Das Oberlandesgericht Graz hat durch die Senatspräsidentin Mag a . Kohlroser (Vorsitz) und die Richterinnen Mag a . Schadenbauer-Pichler und Mag a . Berzkovics in der Strafvollzugssache der A*wegen vorläufigen Absehens vom Strafvollzug wegen Einreiseverbots oder Aufenthaltsverbots nach § 133a StVG über die Beschwerde der Strafgefangenen gegen den Beschluss des Landesgerichts für Strafsachen Graz als Vollzugsgericht vom 2. Dezember 2024, GZ **-6, in nicht öffentlicher Sitzung den
Beschluss
gefasst:
Der Beschwerde wird nicht Folge gegeben.
Gegen diese Entscheidung steht ein weiterer Rechtszug nicht zu (§ 17 Abs 1 Z 3 StVG iVm § 89 Abs 6 StPO).
Begründung:
Die am ** geborene rumänische Staatsangehörige A* verbüßt in der Justizanstalt Graz-Jakomini die mit Urteil die Landesgerichts für Strafsachen Graz vom 8. Oktober 2024, AZ **, wegen des Verbrechens der Geldfälschung nach § 232 Abs 2 StGB verhängte (Zusatz-)Freiheitsstrafe von zwei Jahren. Das Strafende fällt auf den 27. Dezember 2025. Die Hälfte der Strafe ist – unter Berücksichtigung der im Vor-Verfahren zu AZ ** des Landesgerichts für Strafsachen Graz in Haft zugebrachten Zeit von drei Monaten (§ 46 Abs 5 StGB) – seit 27. November 2024 verbüßt. Zwei Drittel werden am 17. April 2025 vollzogen sein.
Die bedingte Entlassung der Strafgefangenen zum Hälftestichtag wurde mit Beschluss des Landesgerichts für Strafsachen Graz vom 26. November 2024, AZ **, abgelehnt.
Mit Eingabe vom 25. Oktober 2024 beantragte die Strafgefangene unter Hinweis auf ein gegen sie verhängtes Aufenthaltsverbot, gemäß § 133a StVG vom weiteren Vollzug vorläufig abzusehen, und erklärte sich bereit, ihrer Ausreiseverpflichtung umgehend nachzukommen (ON 2.1).

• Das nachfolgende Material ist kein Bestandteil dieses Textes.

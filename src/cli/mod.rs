pub mod actions;
pub mod commands;
pub mod dispatch;
pub mod telemetry;

mod start;
pub use self::start::start;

Mit dem angefochtenen Beschluss wies das Vollzugsgericht den Antrag aus generalpräventiven Erwägungen ab.
Die dagegen erhobene Beschwerde der Strafgefangenen (ON 7) ist nicht berechtigt.
Die für die vorliegende Entscheidung maßgebliche Bestimmung des § 133a StVG wurde im angefochtenen Beschluss zutreffend dargestellt, sodass darauf verwiesen wird.
Der Anlassverurteilung liegt zugrunde, dass die Strafgefangene Mitglied einer Tätergruppe war, die in wiederholten Angriffen nachgemachtes oder verfälschtes Geld, und zwar täuschend echt aussehende Falsifikate von 100-Euro-Banknoten im Nominalwert von insgesamt zumindest 25.000 Euro von Mittelsmännern in Italien übernahm, nach Österreich einführte und im Bundesgebiet als echt und unverfälscht in Verkehr brachte, indem die Täter Einkäufe in Lebensmittelgeschäften und Drogerien vornahmen und mit dem Falschgeld bezahlten.
Mag auch das vorläufige Absehen vom Strafvollzug nach § 133a StVG bei keinem Straftatbestand und auch bei keiner Tätergruppe aus generalpräventiven Erwägungen grundsätzlich ausgeschlossen sein, so ist doch zu berücksichtigen, dass sich bereits in der Strafdrohung des § 232 Abs 1 StGB von einem bis zu zehn Jahren Freiheitsstrafe ein höheres Ausmaß an sozialem Störwert derartiger Taten manifestiert, welches fallbezogen durch die arbeitsteilige Vorgangsweise innerhalb einer grenzüberschreitend agierenden Tätergruppe noch deutlich gesteigert wird. Daraus ergibt sich ein Schweregrad der Tat, dessentwegen es ausnahmsweise des weiteren Vollzugs der Strafe bedarf, um bei potentiellen Tätern einen Abschreckungseffekt zu erzielen und das Vertrauen der Bevölkerung auf die Durchsetzung des Rechts aufrecht zu erhalten.